Roomba maps homes — the spatial dimensions of rooms and distances between furniture and other objects — and the data it collects would be valuable to any of the major players battling to control the smart home.
Amazon’s Echo and Google’s Home voice-activated speakers already monitor and gather data about users through various smart home appliances and other products, as do makers of smart TVs.
Reaping the Rewards
Data collection is meant to provide an additional revenue stream for the manufacturer or service provider, as well as enhance the user’s experience, said Blake Kozak, principal analyst at IHS Markit.
That is precisely why the rumor that iRobot was discussing sale of the data to a third party alerted consumer privacy advocates.
However, iRobot “has not had any conversations with other companies about selling data,” said Colin Angle, the company’s CEO.
“iRobot will never sell customer data,” he told TechNewsWorld.
“The company will never violate customer trust by selling or misusing customer-related data, including data collected by our connected products,” Angle emphasized.
“iRobot is committed to the security of our customers’ data, which we take very seriously,” he said. “We build security directly into the product development process from the beginning, at the time of ideation.”
Both the Roomba robots and iRobot’s network architecture “are continually reviewed by multiple third-party security agencies,” Angle pointed out. We have a no-compromise attitude when it comes to product security.”
iRobot addresses consumer IoT “with the fundamental principles of security: secure data at rest, secure data in transit, secure execution, and secure updates,” he said.
The Threat to Security and Privacy
Right now, anyone can gather an unbelievable amount of data on pretty much anyone else, just by scouring free search engines on the Web. Add in data gathered by smart home appliances and other smart gadgets, and data on consumers’ electricity consumption patterns gathered by smart meters, and it’s possible to get a very granular picture of what’s going on in someone’s home.

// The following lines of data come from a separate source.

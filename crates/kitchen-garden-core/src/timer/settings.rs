use serde::{Deserialize, Serialize};
use uuid::Uuid;

pub const MIN_WORK_SESSIONS: u32 = 1;
pub const MAX_WORK_SESSIONS: u32 = 10;
/// Shortest allowed work or break phase, in seconds.
pub const MIN_PHASE_SECS: u64 = 60;
/// Longest allowed work or break phase, in seconds.
pub const MAX_PHASE_SECS: u64 = 3600;

/// User-facing timer configuration.
///
/// Every setter clamps to the valid range instead of rejecting input, so a
/// `TimerSettings` value is always in range once constructed through this API.
/// Values deserialized from disk go through [`TimerSettings::normalized`].
#[derive(Debug, Clone, PartialEq, Eq, Serialize, Deserialize)]
pub struct TimerSettings {
    #[serde(default)]
    task_title: String,
    #[serde(default)]
    task_id: Option<Uuid>,
    #[serde(default = "default_total_work_sessions")]
    total_work_sessions: u32,
    #[serde(default = "default_work_duration_secs")]
    work_duration_secs: u64,
    #[serde(default = "default_break_duration_secs")]
    break_duration_secs: u64,
    #[serde(default)]
    focus_mode_enabled: bool,
    #[serde(default)]
    falling_tomatoes_enabled: bool,
}

fn default_total_work_sessions() -> u32 {
    4
}
fn default_work_duration_secs() -> u64 {
    25 * 60
}
fn default_break_duration_secs() -> u64 {
    5 * 60
}

impl Default for TimerSettings {
    fn default() -> Self {
        Self {
            task_title: String::new(),
            task_id: None,
            total_work_sessions: default_total_work_sessions(),
            work_duration_secs: default_work_duration_secs(),
            break_duration_secs: default_break_duration_secs(),
            focus_mode_enabled: false,
            falling_tomatoes_enabled: false,
        }
    }
}

impl TimerSettings {
    /// Build settings from raw values, clamping each one.
    pub fn new(total_work_sessions: u32, work_duration_secs: u64, break_duration_secs: u64) -> Self {
        Self::default()
            .with_total_work_sessions(total_work_sessions)
            .with_work_duration_secs(work_duration_secs)
            .with_break_duration_secs(break_duration_secs)
    }

    /// Re-apply every bound. Used after deserializing.
    pub fn normalized(self) -> Self {
        let (sessions, work, brk) = (
            self.total_work_sessions,
            self.work_duration_secs,
            self.break_duration_secs,
        );
        self.with_total_work_sessions(sessions)
            .with_work_duration_secs(work)
            .with_break_duration_secs(brk)
    }

    pub fn with_total_work_sessions(mut self, n: u32) -> Self {
        self.set_total_work_sessions(n);
        self
    }

    pub fn with_work_duration_secs(mut self, secs: u64) -> Self {
        self.set_work_duration_secs(secs);
        self
    }

    pub fn with_break_duration_secs(mut self, secs: u64) -> Self {
        self.set_break_duration_secs(secs);
        self
    }

    pub fn with_task(mut self, title: impl Into<String>, id: Option<Uuid>) -> Self {
        self.set_task(title, id);
        self
    }

    // ── Queries ──────────────────────────────────────────────────────

    pub fn task_title(&self) -> &str {
        &self.task_title
    }

    pub fn task_id(&self) -> Option<Uuid> {
        self.task_id
    }

    pub fn total_work_sessions(&self) -> u32 {
        self.total_work_sessions
    }

    pub fn work_duration_secs(&self) -> u64 {
        self.work_duration_secs
    }

    pub fn break_duration_secs(&self) -> u64 {
        self.break_duration_secs
    }

    pub fn focus_mode_enabled(&self) -> bool {
        self.focus_mode_enabled
    }

    pub fn falling_tomatoes_enabled(&self) -> bool {
        self.falling_tomatoes_enabled
    }

    // ── Setters (clamp-on-write) ─────────────────────────────────────

    pub fn set_total_work_sessions(&mut self, n: u32) {
        self.total_work_sessions = n.clamp(MIN_WORK_SESSIONS, MAX_WORK_SESSIONS);
    }

    pub fn set_work_duration_secs(&mut self, secs: u64) {
        self.work_duration_secs = clamp_phase(secs);
    }

    pub fn set_break_duration_secs(&mut self, secs: u64) {
        self.break_duration_secs = clamp_phase(secs);
    }

    pub fn set_task(&mut self, title: impl Into<String>, id: Option<Uuid>) {
        self.task_title = title.into();
        self.task_id = id;
    }

    pub fn set_focus_mode_enabled(&mut self, enabled: bool) {
        self.focus_mode_enabled = enabled;
    }

    pub fn set_falling_tomatoes_enabled(&mut self, enabled: bool) {
        self.falling_tomatoes_enabled = enabled;
    }
}

fn clamp_phase(secs: u64) -> u64 {
    secs.clamp(MIN_PHASE_SECS, MAX_PHASE_SECS)
}

#[cfg(test)]
mod tests {
    use super::*;

    #[test]
    fn setters_clamp_to_bounds() {
        let mut s = TimerSettings::default();
        s.set_total_work_sessions(0);
        assert_eq!(s.total_work_sessions(), 1);
        s.set_total_work_sessions(42);
        assert_eq!(s.total_work_sessions(), 10);
        s.set_work_duration_secs(5);
        assert_eq!(s.work_duration_secs(), 60);
        s.set_break_duration_secs(10_000);
        assert_eq!(s.break_duration_secs(), 3600);
    }

    #[test]
    fn in_range_values_are_kept() {
        let s = TimerSettings::new(3, 1200, 240);
        assert_eq!(s.total_work_sessions(), 3);
        assert_eq!(s.work_duration_secs(), 1200);
        assert_eq!(s.break_duration_secs(), 240);
    }

    #[test]
    fn normalized_fixes_out_of_range_json() {
        let raw = r#"{"total_work_sessions": 99, "work_duration_secs": 1, "break_duration_secs": 7200}"#;
        let s: TimerSettings = serde_json::from_str(raw).unwrap();
        let s = s.normalized();
        assert_eq!(s.total_work_sessions(), 10);
        assert_eq!(s.work_duration_secs(), 60);
        assert_eq!(s.break_duration_secs(), 3600);
    }

    #[test]
    fn defaults() {
        let s = TimerSettings::default();
        assert_eq!(s.total_work_sessions(), 4);
        assert_eq!(s.work_duration_secs(), 1500);
        assert_eq!(s.break_duration_secs(), 300);
        assert!(s.task_id().is_none());
        assert!(!s.focus_mode_enabled());
    }
}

Purchases of smart appliances have been on the rise, and voice-activated devices — led by Amazon’s Echo line — have been riding the wave.
There will be 220 million smart voice-controlled devices globally by 2021, IHS Markit’s Kozak said.

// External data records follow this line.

//! Clipboard history: entries, the sources they come from, and the engine.

mod entry;
mod history;
mod source;

pub use entry::{presentation_order, sort_for_presentation, ClipboardEntry, ContentType};
pub use history::{
    ClipboardHistoryEngine, ClipboardLimits, PollOutcome, DEFAULT_MAX_ITEMS, DEFAULT_MAX_PINNED,
    PINNED_HOTKEY_SLOTS, RECENT_HOTKEY_SLOTS,
};
pub use source::{ChangeToken, ClipboardPayload, ClipboardSource, MemoryClipboard};
mod config;
pub mod database;
pub mod memory;

pub use config::{ClipboardConfig, Config, PomodoroConfig};
pub use database::Database;
pub use memory::MemoryStore;

use std::path::PathBuf;

use chrono::{DateTime, Utc};
use uuid::Uuid;

use crate::clipboard::ClipboardEntry;
use crate::error::DatabaseError;
use crate::task::TaskRecord;
use crate::timer::PomodoroSession;

/// Returns `~/.config/kitchen-garden[-dev]/` based on KITCHEN_GARDEN_ENV.
///
/// Set KITCHEN_GARDEN_ENV=dev to use development data directory.
///
/// # Errors
/// Returns an error if creating the directory fails.
pub fn data_dir() -> Result<PathBuf, std::io::Error> {
    let base_dir = dirs::home_dir()
        .unwrap_or_else(|| PathBuf::from("."))
        .join(".config");

    let env = std::env::var("KITCHEN_GARDEN_ENV").unwrap_or_else(|_| "production".to_string());

    let dir = if env == "dev" {
        base_dir.join("kitchen-garden-dev")
    } else {
        base_dir.join("kitchen-garden")
    };

    std::fs::create_dir_all(&dir)?;
    Ok(dir)
}

/// Persistence for clipboard history.
///
/// Update and delete report `Ok(false)` when the id is unknown.
pub trait ClipboardStore {
    fn clipboard_entries(&self) -> Result<Vec<ClipboardEntry>, DatabaseError>;
    fn insert_entry(&mut self, entry: &ClipboardEntry) -> Result<(), DatabaseError>;
    fn update_entry(&mut self, entry: &ClipboardEntry) -> Result<bool, DatabaseError>;
    fn delete_entry(&mut self, id: Uuid) -> Result<bool, DatabaseError>;
    /// Remove everything, returning how many entries were deleted.
    fn clear_entries(&mut self) -> Result<usize, DatabaseError>;

    fn pinned_entries(&self) -> Result<Vec<ClipboardEntry>, DatabaseError> {
        let mut pinned: Vec<_> = self
            .clipboard_entries()?
            .into_iter()
            .filter(|e| e.is_pinned)
            .collect();
        pinned.sort_by_key(|e| e.pin_rank());
        Ok(pinned)
    }
}

/// Append-only log of finished work intervals.
pub trait SessionStore {
    fn save_session(&mut self, session: &PomodoroSession) -> Result<(), DatabaseError>;
    /// All sessions, oldest first.
    fn sessions(&self) -> Result<Vec<PomodoroSession>, DatabaseError>;

    fn sessions_for_task(&self, task_id: Uuid) -> Result<Vec<PomodoroSession>, DatabaseError> {
        Ok(self
            .sessions()?
            .into_iter()
            .filter(|s| s.task_id == Some(task_id))
            .collect())
    }
}

/// Task records. Writes are last-write-wins.
pub trait TaskStore {
    fn create_task(&mut self, task: &TaskRecord) -> Result<(), DatabaseError>;
    fn task(&self, id: Uuid) -> Result<Option<TaskRecord>, DatabaseError>;
    /// All tasks, oldest first.
    fn tasks(&self) -> Result<Vec<TaskRecord>, DatabaseError>;
    fn update_task(&mut self, task: &TaskRecord) -> Result<bool, DatabaseError>;
    fn delete_task(&mut self, id: Uuid) -> Result<bool, DatabaseError>;

    /// Add focused seconds to a task's `time_spent_secs`.
    fn add_time_spent(
        &mut self,
        id: Uuid,
        secs: u64,
        at: DateTime<Utc>,
    ) -> Result<bool, DatabaseError> {
        match self.task(id)? {
            Some(mut task) => {
                task.time_spent_secs = task.time_spent_secs.saturating_add(secs);
                task.updated_at = at;
                self.update_task(&task)
            }
            None => Ok(false),
        }
    }
}
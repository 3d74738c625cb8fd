//! # Kitchen Garden Core Library
//!
//! Business logic for the Kitchen Garden productivity tools. Every operation is
//! available through the standalone `kitchen-garden` CLI, which is a thin layer
//! over this crate.
//!
//! ## Architecture
//!
//! - **Pomodoro Engine**: a wall-clock-based work/break state machine. The caller
//!   invokes `tick()` periodically; elapsed time is always measured from an anchor.
//! - **Clipboard History**: a deduplicating, size-bounded history polled from a
//!   [`ClipboardSource`], with a densely ranked pinned list.
//! - **Storage**: SQLite persistence behind the [`ClipboardStore`],
//!   [`SessionStore`] and [`TaskStore`] traits, plus TOML configuration.
//!
//! Neither engine spawns threads or returns errors from its commands: store
//! failures are logged through `tracing` and absorbed.
//!
//! ## Key Components
//!
//! - [`PomodoroEngine`]: timer state machine
//! - [`ClipboardHistoryEngine`]: clipboard history and pinning
//! - [`Database`]: SQLite-backed store
//! - [`Config`]: application configuration

pub mod clipboard;
pub mod clock;
pub mod error;
pub mod events;
pub mod storage;
pub mod task;
pub mod timer;

pub use clipboard::{
    ClipboardEntry, ClipboardHistoryEngine, ClipboardLimits, ClipboardPayload, ClipboardSource,
    ChangeToken, ContentType, MemoryClipboard, PollOutcome,
};
pub use clock::{Clock, ManualClock, SystemClock};
pub use error::{ConfigError, CoreError, DatabaseError};
pub use events::{Event, EventLog, Notifier, NullNotifier};
pub use storage::{ClipboardStore, Config, Database, MemoryStore, SessionStore, TaskStore};
pub use task::{Priority, TaskEdit, TaskRecord, TaskStatus};
pub use timer::{
    PhaseKind, PomodoroEngine, PomodoroSession, SessionStats, TimerPhase, TimerSettings,
    TimerState,
};
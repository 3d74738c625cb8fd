//! The OS clipboard as a [`ClipboardSource`].

use std::cell::RefCell;
use std::collections::hash_map::DefaultHasher;
use std::hash::{Hash, Hasher};

use kitchen_garden_core::{ChangeToken, ClipboardPayload, ClipboardSource};

/// Backed by `arboard`. The OS exposes no portable change counter, so the
/// change token is a hash of the current text.
pub struct SystemClipboard {
    board: RefCell<arboard::Clipboard>,
}

impl SystemClipboard {
    pub fn new() -> Result<Self, arboard::Error> {
        Ok(Self {
            board: RefCell::new(arboard::Clipboard::new()?),
        })
    }

    fn text(&self) -> Option<String> {
        self.board.borrow_mut().get_text().ok()
    }
}

fn token_for(text: &str) -> ChangeToken {
    let mut hasher = DefaultHasher::new();
    text.hash(&mut hasher);
    ChangeToken(hasher.finish())
}

impl ClipboardSource for SystemClipboard {
    /// Reads and hashes the full clipboard text on every call, so an
    /// unchanged token saves no OS reads here. A changed token costs a
    /// second read in [`ClipboardSource::read`].
    fn change_token(&self) -> ChangeToken {
        self.text()
            .map_or_else(ChangeToken::default, |text| token_for(&text))
    }

    fn read(&mut self) -> Option<ClipboardPayload> {
        self.text().map(ClipboardPayload::text)
    }

    fn write(&mut self, content: &str) -> bool {
        match self.board.get_mut().set_text(content.to_owned()) {
            Ok(()) => true,
            Err(e) => {
                tracing::warn!("failed to write system clipboard: {e}");
                false
            }
        }
    }
}
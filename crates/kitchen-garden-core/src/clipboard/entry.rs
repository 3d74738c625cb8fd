use std::cmp::{Ordering, Reverse};
use std::str::FromStr;

use chrono::{DateTime, Utc};
use serde::{Deserialize, Serialize};
use uuid::Uuid;

/// Longest preview shown before truncation, in characters.
const PREVIEW_CHARS: usize = 100;

#[derive(Debug, Clone, Copy, Default, PartialEq, Eq, Hash, Serialize, Deserialize)]
#[serde(rename_all = "lowercase")]
pub enum ContentType {
    #[default]
    Text,
    Url,
    Image,
    File,
}

impl ContentType {
    /// Classify a text payload. Only `http://` and `https://` prefixes count as URLs.
    pub fn infer(content: &str) -> Self {
        if content.starts_with("http://") || content.starts_with("https://") {
            ContentType::Url
        } else {
            ContentType::Text
        }
    }

    pub fn display_name(&self) -> &'static str {
        match self {
            ContentType::Text => "Text",
            ContentType::Url => "URL",
            ContentType::Image => "Image",
            ContentType::File => "File",
        }
    }

    /// Whether the payload can be shown as text.
    pub fn is_displayable(&self) -> bool {
        matches!(self, ContentType::Text | ContentType::Url)
    }

    pub fn as_str(&self) -> &'static str {
        match self {
            ContentType::Text => "text",
            ContentType::Url => "url",
            ContentType::Image => "image",
            ContentType::File => "file",
        }
    }
}

impl FromStr for ContentType {
    type Err = String;

    fn from_str(s: &str) -> Result<Self, Self::Err> {
        match s {
            "text" => Ok(ContentType::Text),
            "url" => Ok(ContentType::Url),
            "image" => Ok(ContentType::Image),
            "file" => Ok(ContentType::File),
            other => Err(format!("unknown content type: {other}")),
        }
    }
}

#[derive(Debug, Clone, PartialEq, Eq, Serialize, Deserialize)]
pub struct ClipboardEntry {
    pub id: Uuid,
    pub content: String,
    pub timestamp: DateTime<Utc>,
    pub content_type: ContentType,
    pub is_pinned: bool,
    /// Rank among pinned entries, 0 is the top. `None` whenever unpinned.
    pub pinned_order: Option<u32>,
}

impl ClipboardEntry {
    pub fn new(content: impl Into<String>, content_type: ContentType, timestamp: DateTime<Utc>) -> Self {
        Self {
            id: Uuid::new_v4(),
            content: content.into(),
            timestamp,
            content_type,
            is_pinned: false,
            pinned_order: None,
        }
    }

    pub fn preview(&self) -> String {
        if self.content.chars().count() > PREVIEW_CHARS {
            let head: String = self.content.chars().take(PREVIEW_CHARS).collect();
            format!("{head}...")
        } else {
            self.content.clone()
        }
    }

    /// Sort key among pinned entries. A pinned entry missing its order ranks last.
    pub(crate) fn pin_rank(&self) -> (u32, Reverse<DateTime<Utc>>) {
        (self.pinned_order.unwrap_or(u32::MAX), Reverse(self.timestamp))
    }
}

/// Presentation order: pinned first by ascending rank, then unpinned newest first.
pub fn presentation_order(a: &ClipboardEntry, b: &ClipboardEntry) -> Ordering {
    match (a.is_pinned, b.is_pinned) {
        (true, false) => Ordering::Less,
        (false, true) => Ordering::Greater,
        (true, true) => a.pin_rank().cmp(&b.pin_rank()),
        (false, false) => b.timestamp.cmp(&a.timestamp),
    }
}

pub fn sort_for_presentation(entries: &mut [ClipboardEntry]) {
    entries.sort_by(presentation_order);
}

This trend could lead to serious threats to consumers’ privacy and safety. Hackers have accessed baby monitors, for instance. Further, the United States National Security Agency has made no bones about its willingness to tap the data made available by smart appliances and the Internet of Things.
“The ease with which an attacker can harvest and collect demographic and psychographic data on targets is astounding,” said James Scott, senior fellow at the Institute for Critical Infrastructure Technology.

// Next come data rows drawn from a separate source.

//! Core error types for kitchen-garden-core.
//!
//! Store traits report [`DatabaseError`]; configuration I/O reports
//! [`ConfigError`]. The engines never surface either to their callers, they
//! log and carry on. [`CoreError`] is what the CLI and setup code see.

use std::path::PathBuf;
use thiserror::Error;

/// Core error type for kitchen-garden-core.
#[derive(Error, Debug)]
pub enum CoreError {
    /// Database-related errors
    #[error("Database error: {0}")]
    Database(#[from] DatabaseError),

    /// Configuration-related errors
    #[error("Configuration error: {0}")]
    Config(#[from] ConfigError),

    /// IO errors
    #[error("IO error: {0}")]
    Io(#[from] std::io::Error),

    /// Serialization/deserialization errors
    #[error("JSON error: {0}")]
    Json(#[from] serde_json::Error),

    /// Generic errors with context
    #[error("{0}")]
    Custom(String),
}

/// Database-specific errors.
#[derive(Error, Debug)]
pub enum DatabaseError {
    /// Failed to open database connection
    #[error("Failed to open database at {path}: {source}")]
    OpenFailed {
        path: PathBuf,
        #[source]
        source: rusqlite::Error,
    },

    /// Query execution failed
    #[error("Query failed: {0}")]
    QueryFailed(String),

    /// Database is locked
    #[error("Database is locked")]
    Locked,

    /// A stored row could not be decoded into a record
    #[error("Corrupt row in '{table}': {message}")]
    Corrupt { table: String, message: String },

    /// Store deliberately unavailable (used by test doubles)
    #[error("Store unavailable: {0}")]
    Unavailable(String),
}

/// Configuration-specific errors.
#[derive(Error, Debug)]
pub enum ConfigError {
    /// Failed to load configuration
    #[error("Failed to load configuration from {path}: {message}")]
    LoadFailed { path: PathBuf, message: String },

    /// Failed to save configuration
    #[error("Failed to save configuration to {path}: {message}")]
    SaveFailed { path: PathBuf, message: String },

    /// Failed to parse configuration
    #[error("Failed to parse configuration: {0}")]
    ParseFailed(String),

    /// Dot-path key does not name a configuration field
    #[error("unknown config key: {0}")]
    UnknownKey(String),

    /// Invalid configuration value
    #[error("Invalid configuration value for '{key}': {message}")]
    InvalidValue { key: String, message: String },
}

impl From<rusqlite::Error> for DatabaseError {
    fn from(err: rusqlite::Error) -> Self {
        match &err {
            rusqlite::Error::SqliteFailure(inner, _msg) => {
                if inner.code == rusqlite::ErrorCode::DatabaseLocked {
                    DatabaseError::Locked
                } else {
                    DatabaseError::QueryFailed(err.to_string())
                }
            }
            _ => DatabaseError::QueryFailed(err.to_string()),
        }
    }
}

impl From<Box<dyn std::error::Error + Send + Sync>> for CoreError {
    fn from(err: Box<dyn std::error::Error + Send + Sync>) -> Self {
        CoreError::Custom(err.to_string())
    }
}

/// Result type alias for CoreError
pub type Result<T, E = CoreError> = std::result::Result<T, E>;
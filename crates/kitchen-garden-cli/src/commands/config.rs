use clap::Subcommand;
use kitchen_garden_core::Config;

use super::{print_json, CommandResult};

#[derive(Subcommand)]
pub enum ConfigAction {
    /// Get a config value
    Get {
        /// Config key (e.g. "pomodoro.work_duration_secs", "clipboard.max_items")
        key: String,
    },
    /// Set a config value
    Set {
        /// Config key
        key: String,
        /// New value
        value: String,
    },
    /// List all config values
    List,
    /// Reset config to defaults
    Reset,
}

pub fn run(action: ConfigAction) -> CommandResult {
    match action {
        ConfigAction::Get { key } => {
            let config = Config::load()?;
            match config.get(&key) {
                Some(value) => println!("{value}"),
                None => return Err(format!("unknown key: {key}").into()),
            }
        }
        ConfigAction::Set { key, value } => {
            let mut config = Config::load()?;
            config.set(&key, &value)?;
            config.save()?;
            println!("ok");
        }
        ConfigAction::List => {
            let config = Config::load()?;
            print_json(&config)?;
        }
        ConfigAction::Reset => {
            let config = Config::default();
            config.save()?;
            println!("config reset to defaults");
        }
    }
    Ok(())
}
//! Score bookkeeping used while matching.

mod api;
mod evals;
mod fold;

pub use api::ScoringApi;
pub use evals::{EvalEdge, EvalGroup, Evals};
pub use fold::{Fold, ScoreAccumulator};

/// Overall score of a vertex whose requirements are not met.
pub const MATCH_UNMET: i64 = 0;
/// Base score of a vertex whose requirements are met.
pub const MATCH_MET: i64 = 1;
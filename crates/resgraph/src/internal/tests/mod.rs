#[cfg(test)]
mod test_policy;
#[cfg(test)]
mod test_query;

pub mod utils;
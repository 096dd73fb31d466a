use smallvec::SmallVec;

use crate::internal::common::error::RgError;
use crate::internal::common::{Map, Set};
use crate::internal::graph::{PoolStatus, ResourceGraph, ResourcePool, X_CHECKER_NJOBS};
use crate::internal::jobspec::Exclusivity;
use crate::internal::policy::{MatchPolicy, SubsystemSelector};
use crate::internal::scoring::{EvalEdge, EvalGroup, MATCH_MET, ScoringApi};
use crate::internal::traverser::meta::{CancelToken, JobMeta};
use crate::internal::traverser::primed::SpecNode;
use crate::{EdgeId, SubsystemId, TypeKey, VertexId};

/// What the commit does with a selected edge's target.
#[derive(Debug, Copy, Clone, PartialEq, Eq)]
pub(crate) struct EdgeMark {
    pub needs: i64,
    pub exclusive: bool,
    pub leaf: bool,
}

/// Outcome of a successful search: the edges to follow from the root and what to take
/// from their targets. Holds no references into the graph.
#[derive(Debug, Clone)]
pub struct Selection {
    pub(crate) root: VertexId,
    pub(crate) root_mark: EdgeMark,
    pub(crate) marks: Map<EdgeId, EdgeMark>,
    pub(crate) score: i64,
}

impl Selection {
    #[inline]
    pub fn root(&self) -> VertexId {
        self.root
    }

    #[inline]
    pub fn score(&self) -> i64 {
        self.score
    }

    /// Number of selected edges below the root.
    pub fn edge_count(&self) -> usize {
        self.marks.len()
    }
}

#[derive(Debug, Copy, Clone, PartialEq, Eq)]
enum MatchKind {
    Resource,
    Slot,
    /// Nothing matched yet; the vertex is passed through.
    PristineNone,
}

struct Frame<'a> {
    vertex: VertexId,
    via: Option<EdgeId>,
    next: &'a [SpecNode<'a>],
    matched: Option<&'a SpecNode<'a>>,
    kind: MatchKind,
    pristine: bool,
    x_in: bool,
    child_excl: bool,
    dfu: ScoringApi,
    slot_dfu: ScoringApi,
    edge_index: usize,
}

/// Result of a finished vertex, handed to its parent.
struct Outcome {
    vertex: VertexId,
    via: Option<EdgeId>,
    score: i64,
    avail: i64,
    exclusive: bool,
    leaf: bool,
    merged: Option<ScoringApi>,
}

/// State of one depth-first search. Lives only for a single select call.
pub(crate) struct Search<'g> {
    graph: &'g ResourceGraph,
    policy: &'g dyn MatchPolicy,
    dom: SubsystemId,
    dom_selector: &'g SubsystemSelector,
    aux: &'g [(SubsystemId, SubsystemSelector)],
    meta: JobMeta,
    cancel: Option<&'g CancelToken>,
    marks: Map<EdgeId, EdgeMark>,
    visited: Set<VertexId>,
}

“The widespread collection, insecure storage, negligent exchange, and irresponsible usage of consumer metadata poses a direct and hyper-evolving threat to consumers, government officials, and critical infrastructure owners and operators,” he told TechNewsWorld.
It represents a threat to national security and the integrity of democratic institutions, Scott warned.
Add artificial intelligence, big data algorithms and machine learning to the mix, and the bad guys can launch “massive hyperfocused campaigns against specific high-value sensitive targets,” he pointed out. “Adversaries can craft personalized social engineering lures related to targets’ browsing patterns, interests, profession and vices, for example, and thereby bypass the cybersecurity and cyber-hygiene reflexes that typically thwart 86 percent of social engineering programs.”
The Dangers of Cloud Storage
Smart home appliances and gadgets store the data they gather in the cloud, which is not inviolate. The Swedish government recently faced an upheaval following the discovery that all Swedish citizens’ private data had been leaked after it was moved to a cloud run by IBM, a company known for strong cybersecurity. The government replaced two of its ministers in a bid to quell the resulting uproar.
Data collected by smart appliances “is not safe if it’s sent off to the cloud,” said Michael Patterson, CEO of Plixer.
Malware preventative technologies from security vendors “are not a surefire defense against targeted attacks,” he told TechNewsWorld. “Nothing short of unplugging from the Internet can keep your data safe.”
Consumers who want to keep their personally identifiable information safe shouldn’t invest in appliances that are Internet-capable, Patterson cautioned. “No IoT device is safe from a data compromise.”
However, from conversations with device manufacturers and cybersecurity experts, “data collected by smart home devices will not be available to just any third party,” IHS Markit’s Kozak told TechNewsWorld.
Also, manufacturers of smart devices who collect data “don’t act on the data, and even more suggest they … aggregate it,” he noted.
Data collection is commonplace, Kozak pointed out. Reward cards, fitness trackers and smartphones all collect user data.
“Smart homes are a new concept,” he said, “so users are suspicious.”